Dataset items
+++++
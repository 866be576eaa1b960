//! Agreement between a computed labeling and a reference annotation.

use serde::Serialize;

use crate::error::SegmentError;
use crate::labeling::{SegmentLabeling, change_positions};

/// Boundary matching scores.
#[derive(Clone, Copy, Debug, PartialEq, Serialize)]
pub struct BoundaryAgreement {
    /// Matched share of computed boundaries (1.0 when there are none).
    pub precision: f64,
    /// Matched share of reference boundaries (1.0 when there are none).
    pub recall: f64,
    /// Harmonic mean of precision and recall.
    pub f1: f64,
    /// Boundaries in the computed labeling.
    pub computed: usize,
    /// Boundaries in the reference labeling.
    pub reference: usize,
    /// One-to-one matches within the tolerance.
    pub matched: usize,
    /// Maximum position offset of a match.
    pub tolerance: usize,
}

/// Scores the boundaries of `computed` against those of `reference`.
///
/// A boundary is a position whose label differs from its predecessor's.
/// Pairs at most `tolerance` apart are matched one-to-one, closest first;
/// equal distances resolve by computed position, then reference position.
///
/// # Errors
///
/// [`SegmentError::DimensionMismatch`] if `reference` and `computed` differ
/// in length.
pub fn boundary_agreement<T: PartialEq>(
    computed: &SegmentLabeling,
    reference: &[T],
    tolerance: usize,
) -> Result<BoundaryAgreement, SegmentError> {
    if reference.len() != computed.len() {
        return Err(SegmentError::DimensionMismatch {
            input: "reference labels",
            expected: computed.len(),
            got: reference.len(),
        });
    }
    let ours = computed.boundaries();
    let theirs = change_positions(reference);

    let mut pairs: Vec<(usize, usize, usize)> = Vec::new();
    for (ci, &c) in ours.iter().enumerate() {
        for (ri, &r) in theirs.iter().enumerate() {
            let distance = c.abs_diff(r);
            if distance <= tolerance {
                pairs.push((distance, ci, ri));
            }
        }
    }
    pairs.sort_unstable();

    let mut used_ours = vec![false; ours.len()];
    let mut used_theirs = vec![false; theirs.len()];
    let mut matched = 0;
    for (_, ci, ri) in pairs {
        if !used_ours[ci] && !used_theirs[ri] {
            used_ours[ci] = true;
            used_theirs[ri] = true;
            matched += 1;
        }
    }

    let share = |total: usize| {
        if total == 0 {
            1.0
        } else {
            matched as f64 / total as f64
        }
    };
    let precision = share(ours.len());
    let recall = share(theirs.len());
    let f1 = if precision + recall > 0.0 {
        2.0 * precision * recall / (precision + recall)
    } else {
        0.0
    };

    Ok(BoundaryAgreement {
        precision,
        recall,
        f1,
        computed: ours.len(),
        reference: theirs.len(),
        matched,
        tolerance,
    })
}
//! Accumulated validation utilities.
//!
//! [`ValidationCollector`] gathers every problem found in a configuration or
//! output table into a single [`IoError::Validation`].

use std::collections::BTreeSet;

use crate::error::IoError;

/// Accumulates validation errors and converts them into a single
/// [`IoError::Validation`].
pub(crate) struct ValidationCollector {
    errors: Vec<String>,
}

impl ValidationCollector {
    pub(crate) fn new() -> Self {
        Self { errors: Vec::new() }
    }

    /// Record one validation error.
    pub(crate) fn push(&mut self, msg: impl Into<String>) {
        self.errors.push(msg.into());
    }

    #[cfg(test)]
    pub(crate) fn len(&self) -> usize {
        self.errors.len()
    }

    /// `Ok(())` if nothing was recorded, otherwise one error joining all
    /// messages with `"; "`.
    pub(crate) fn finish(self) -> Result<(), IoError> {
        if self.errors.is_empty() {
            Ok(())
        } else {
            Err(IoError::Validation {
                count: self.errors.len(),
                details: self.errors.join("; "),
            })
        }
    }
}

/// Checks that every `(kind, name, len)` column has `expected` rows.
pub(crate) fn validate_column_lengths<'a>(
    expected: usize,
    columns: impl IntoIterator<Item = (&'a str, &'a str, usize)>,
) -> ValidationCollector {
    let mut c = ValidationCollector::new();
    for (kind, name, len) in columns {
        if len != expected {
            c.push(format!("{kind} '{name}' has {len} rows, expected {expected}"));
        }
    }
    c
}

/// Checks that column names are non-empty and unique.
pub(crate) fn validate_column_names<'a>(
    names: impl IntoIterator<Item = &'a str>,
) -> ValidationCollector {
    let mut c = ValidationCollector::new();
    let mut seen = BTreeSet::new();
    for name in names {
        if name.trim().is_empty() {
            c.push("column name must not be empty");
        } else if !seen.insert(name) {
            c.push(format!("column '{name}' appears more than once"));
        }
    }
    c
}
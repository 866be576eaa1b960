//! Both segmentation branches over one decomposition.

use migra_wavelet::{SubBands, TimeSeries, WaveletFilter, decompose};
use tracing::debug;

use crate::changepoint::detect_change_points;
use crate::config::{AnalysisConfig, ChangeConfig, PeakConfig};
use crate::error::SegmentError;
use crate::extent::segment_by_peak_extents;
use crate::labeling::SegmentLabeling;
use crate::peaks::{Peak, find_peaks};
use crate::stitch::stitch_labeling;

/// Output of [`analyze`].
#[derive(Clone, Debug, PartialEq)]
pub struct Analysis {
    peaks: Vec<Peak>,
    peak_segments: SegmentLabeling,
    change_segments: SegmentLabeling,
    stitched_segments: SegmentLabeling,
}

impl Analysis {
    /// Peaks of the approximation band, by index.
    pub fn peaks(&self) -> &[Peak] {
        &self.peaks
    }

    /// Labeling from the peak extents.
    pub fn peak_segments(&self) -> &SegmentLabeling {
        &self.peak_segments
    }

    /// Labeling from the detail-band change points, before stitching.
    pub fn change_segments(&self) -> &SegmentLabeling {
        &self.change_segments
    }

    /// Change-point labeling after short chunks are stitched.
    pub fn stitched_segments(&self) -> &SegmentLabeling {
        &self.stitched_segments
    }

    /// Number of labeled positions.
    pub fn len(&self) -> usize {
        self.peak_segments.len()
    }

    /// Returns `true` if nothing was labeled.
    pub fn is_empty(&self) -> bool {
        self.peak_segments.is_empty()
    }
}

/// Runs the peak-extent and change-point branches over `bands`.
///
/// The branches are independent and run on the rayon pool; the result is
/// the same as running them one after the other.
///
/// # Errors
///
/// [`SegmentError::InvalidParameter`] for an invalid `config` or a level the
/// decomposition does not have, plus whatever the branch operations return.
pub fn analyze(bands: &SubBands, config: &AnalysisConfig) -> Result<Analysis, SegmentError> {
    config.validate(bands.n_levels())?;
    let approximation = band(bands.approximation(config.peak_level()), "peak_level")?;
    let detail = band(bands.detail(config.change_level()), "change_level")?;

    let (peak_result, change_result) = rayon::join(
        || peak_branch(approximation, config.peaks()),
        || change_branch(detail, config.changes()),
    );
    let (peaks, peak_segments) = peak_result?;
    let (change_segments, stitched_segments) = change_result?;

    debug!(
        len = bands.series_len(),
        peaks = peaks.len(),
        peak_segments = peak_segments.n_segments(),
        change_segments = change_segments.n_segments(),
        stitched_segments = stitched_segments.n_segments(),
        "analysis finished"
    );
    Ok(Analysis {
        peaks,
        peak_segments,
        change_segments,
        stitched_segments,
    })
}

/// Decomposes `series` and runs [`analyze`] on the bands.
///
/// # Errors
///
/// [`SegmentError::Wavelet`] if the decomposition fails, otherwise as
/// [`analyze`].
pub fn decompose_and_analyze(
    series: &TimeSeries,
    filter: WaveletFilter,
    levels: usize,
    config: &AnalysisConfig,
) -> Result<(SubBands, Analysis), SegmentError> {
    let bands = decompose(series, filter, levels)?;
    let analysis = analyze(&bands, config)?;
    Ok((bands, analysis))
}

fn band<'a>(band: Option<&'a [f64]>, name: &'static str) -> Result<&'a [f64], SegmentError> {
    band.ok_or_else(|| SegmentError::invalid(name, "level not present in the decomposition"))
}

fn peak_branch(
    approximation: &[f64],
    config: &PeakConfig,
) -> Result<(Vec<Peak>, SegmentLabeling), SegmentError> {
    let peaks = find_peaks(approximation, config)?;
    let labeling = segment_by_peak_extents(&peaks, approximation.len())?;
    Ok((peaks, labeling))
}

fn change_branch(
    detail: &[f64],
    config: &ChangeConfig,
) -> Result<(SegmentLabeling, SegmentLabeling), SegmentError> {
    let labeling = detect_change_points(detail, config.threshold())?;
    let stitched = stitch_labeling(&labeling, config.min_segment_length())?;
    Ok((labeling, stitched))
}

#[cfg(test)]
mod tests {
    use super::*;

    fn bands() -> SubBands {
        // One level: approximation carries two bumps, detail one burst.
        let approx = vec![0.0, 0.0, 0.0, 5.0, 0.0, 0.0, 0.0, 5.0, 0.0, 0.0, 0.0];
        let detail = vec![0.0, 0.0, 0.0, 0.0, 3.0, -3.0, 3.0, 0.0, 0.0, 0.0, 0.0];
        SubBands::from_bands(vec![approx], vec![detail], WaveletFilter::Haar).unwrap()
    }

    fn config() -> AnalysisConfig {
        AnalysisConfig::new(
            1,
            PeakConfig::new(4.0).with_min_distance(3),
            1,
            ChangeConfig::new(1.0).with_min_segment_length(2),
        )
    }

    #[test]
    fn runs_both_branches() {
        let analysis = analyze(&bands(), &config()).unwrap();
        assert_eq!(analysis.len(), 11);
        assert_eq!(analysis.peaks().len(), 2);
        assert_eq!(
            analysis.peak_segments().ids(),
            &[1, 1, 1, 2, 2, 3, 3, 4, 4, 5, 5]
        );
        // Rise into the burst at index 3 -> 4; the second jump (index 5 -> 6)
        // is a rise from |-3| to |3| and does not count.
        assert_eq!(
            analysis.change_segments().ids(),
            &[1, 1, 1, 1, 2, 2, 2, 2, 2, 2, 2]
        );
        assert_eq!(analysis.stitched_segments().run_lengths(), vec![4, 7]);
    }

    #[test]
    fn missing_level_is_invalid() {
        let config = AnalysisConfig::new(2, PeakConfig::new(1.0), 1, ChangeConfig::new(1.0));
        assert!(matches!(
            analyze(&bands(), &config),
            Err(SegmentError::InvalidParameter {
                name: "peak_level",
                ..
            })
        ));
    }
}
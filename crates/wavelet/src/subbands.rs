//! Level-indexed approximation and detail bands.

use crate::error::WaveletError;
use crate::filter::WaveletFilter;
use crate::mra::{MraConfig, mra};
use crate::series::TimeSeries;

/// Approximation and detail sub-bands for levels `1..=L`.
///
/// Every band has the length of the decomposed series. The approximation at
/// level `j` is the MRA smooth `S_j = S_L + D_{j+1} + ... + D_L`, so
/// `S_j + D_j = S_{j-1}` and `S_0` is the input itself.
#[derive(Clone, Debug)]
pub struct SubBands {
    approximations: Vec<Vec<f64>>,
    details: Vec<Vec<f64>>,
    variance_fractions: Vec<f64>,
    filter: WaveletFilter,
}

impl SubBands {
    /// Builds a band set from precomputed bands, e.g. from another decomposer.
    ///
    /// `approximations[j - 1]` and `details[j - 1]` hold level `j`.
    ///
    /// # Errors
    ///
    /// [`WaveletError::InvalidLevels`] if no level is given,
    /// [`WaveletError::MraFailed`] if the level counts or band lengths differ.
    pub fn from_bands(
        approximations: Vec<Vec<f64>>,
        details: Vec<Vec<f64>>,
        filter: WaveletFilter,
    ) -> Result<Self, WaveletError> {
        if approximations.is_empty() {
            return Err(WaveletError::InvalidLevels { levels: 0 });
        }
        if approximations.len() != details.len() {
            return Err(WaveletError::MraFailed(format!(
                "{} approximation levels but {} detail levels",
                approximations.len(),
                details.len()
            )));
        }
        let n = approximations[0].len();
        if approximations.iter().chain(&details).any(|b| b.len() != n) {
            return Err(WaveletError::MraFailed(
                "sub-bands must all have the series length".into(),
            ));
        }
        let variance_fractions = vec![f64::NAN; details.len()];
        Ok(Self {
            approximations,
            details,
            variance_fractions,
            filter,
        })
    }

    /// Number of decomposition levels `L`.
    pub fn n_levels(&self) -> usize {
        self.details.len()
    }

    /// Length shared by every band.
    pub fn series_len(&self) -> usize {
        self.details.first().map_or(0, Vec::len)
    }

    /// Approximation (low-frequency) band at `level` in `1..=L`.
    pub fn approximation(&self, level: usize) -> Option<&[f64]> {
        level
            .checked_sub(1)
            .and_then(|i| self.approximations.get(i))
            .map(Vec::as_slice)
    }

    /// Detail (high-frequency) band at `level` in `1..=L`.
    pub fn detail(&self, level: usize) -> Option<&[f64]> {
        level
            .checked_sub(1)
            .and_then(|i| self.details.get(i))
            .map(Vec::as_slice)
    }

    /// Share of input variance carried by each detail level (NaN when unknown).
    pub fn detail_variance_fractions(&self) -> &[f64] {
        &self.variance_fractions
    }

    /// Returns the wavelet filter the bands were computed with.
    pub fn filter(&self) -> WaveletFilter {
        self.filter
    }
}

/// Decomposes a series into `levels` approximation and detail bands.
///
/// # Errors
///
/// | Variant | Trigger |
/// |---------|---------|
/// | [`WaveletError::InvalidLevels`] | `levels == 0` |
/// | [`WaveletError::LevelTooHigh`] | `levels` exceeds the filter/length maximum |
pub fn decompose(
    series: &TimeSeries,
    filter: WaveletFilter,
    levels: usize,
) -> Result<SubBands, WaveletError> {
    let analysis = mra(series, &MraConfig::new(filter, levels))?;
    let variance_fractions = analysis.variance_fractions()[..levels].to_vec();
    let (details, smooth) = analysis.into_parts();

    // S_j = S_{j+1} + D_{j+1}, accumulated from the deepest level upwards.
    let mut approximations = vec![Vec::new(); levels];
    let mut current = smooth;
    for j in (0..levels).rev() {
        if j + 1 < levels {
            for (s, d) in current.iter_mut().zip(&details[j + 1]) {
                *s += d;
            }
        }
        approximations[j] = current.clone();
    }

    Ok(SubBands {
        approximations,
        details,
        variance_fractions,
        filter,
    })
}

#[cfg(test)]
mod tests {
    use super::*;
    use approx::assert_abs_diff_eq;

    fn profile() -> TimeSeries {
        let data = (0..96)
            .map(|i| {
                let level = if (30..60).contains(&i) { 8.0 } else { 1.0 };
                level + 0.25 * (i as f64 * 1.3).sin()
            })
            .collect();
        TimeSeries::new(data).unwrap()
    }

    #[test]
    fn levels_are_one_based() {
        let bands = decompose(&profile(), WaveletFilter::Haar, 3).unwrap();
        assert_eq!(bands.n_levels(), 3);
        assert_eq!(bands.series_len(), 96);
        assert!(bands.approximation(0).is_none());
        assert!(bands.detail(0).is_none());
        assert!(bands.approximation(3).is_some());
        assert!(bands.detail(4).is_none());
    }

    #[test]
    fn approximation_plus_detail_climbs_one_level() {
        let ts = profile();
        let bands = decompose(&ts, WaveletFilter::D4, 3).unwrap();
        for i in 0..ts.len() {
            // S_1 + D_1 = input
            let s1 = bands.approximation(1).unwrap()[i] + bands.detail(1).unwrap()[i];
            assert_abs_diff_eq!(s1, ts.as_slice()[i], epsilon = 1e-9);
            for level in 2..=3 {
                let up = bands.approximation(level).unwrap()[i] + bands.detail(level).unwrap()[i];
                assert_abs_diff_eq!(
                    up,
                    bands.approximation(level - 1).unwrap()[i],
                    epsilon = 1e-9
                );
            }
        }
    }

    #[test]
    fn deeper_approximations_are_smoother() {
        let bands = decompose(&profile(), WaveletFilter::Haar, 4).unwrap();
        let roughness = |x: &[f64]| x.windows(2).map(|w| (w[1] - w[0]).abs()).sum::<f64>();
        let r1 = roughness(bands.approximation(1).unwrap());
        let r4 = roughness(bands.approximation(4).unwrap());
        assert!(r4 < r1, "level 4 roughness {r4} not below level 1 {r1}");
    }

    #[test]
    fn zero_levels_rejected() {
        let err = decompose(&profile(), WaveletFilter::Haar, 0).unwrap_err();
        assert!(matches!(err, WaveletError::InvalidLevels { levels: 0 }));
    }

    #[test]
    fn from_bands_checks_shapes() {
        let ok = SubBands::from_bands(
            vec![vec![1.0, 2.0]],
            vec![vec![0.0, 0.0]],
            WaveletFilter::Haar,
        )
        .unwrap();
        assert_eq!(ok.n_levels(), 1);
        assert!(ok.detail_variance_fractions()[0].is_nan());

        let ragged = SubBands::from_bands(
            vec![vec![1.0, 2.0]],
            vec![vec![0.0]],
            WaveletFilter::Haar,
        );
        assert!(matches!(ragged, Err(WaveletError::MraFailed(_))));

        let empty = SubBands::from_bands(vec![], vec![], WaveletFilter::Haar);
        assert!(matches!(empty, Err(WaveletError::InvalidLevels { levels: 0 })));
    }
}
+++++
» **WHAT THE EXERCISE ASKS**: Wherever a line in the records above includes "rayon", count it, then give the total and nothing besides.

» **EXERCISE SOLUTION**: 2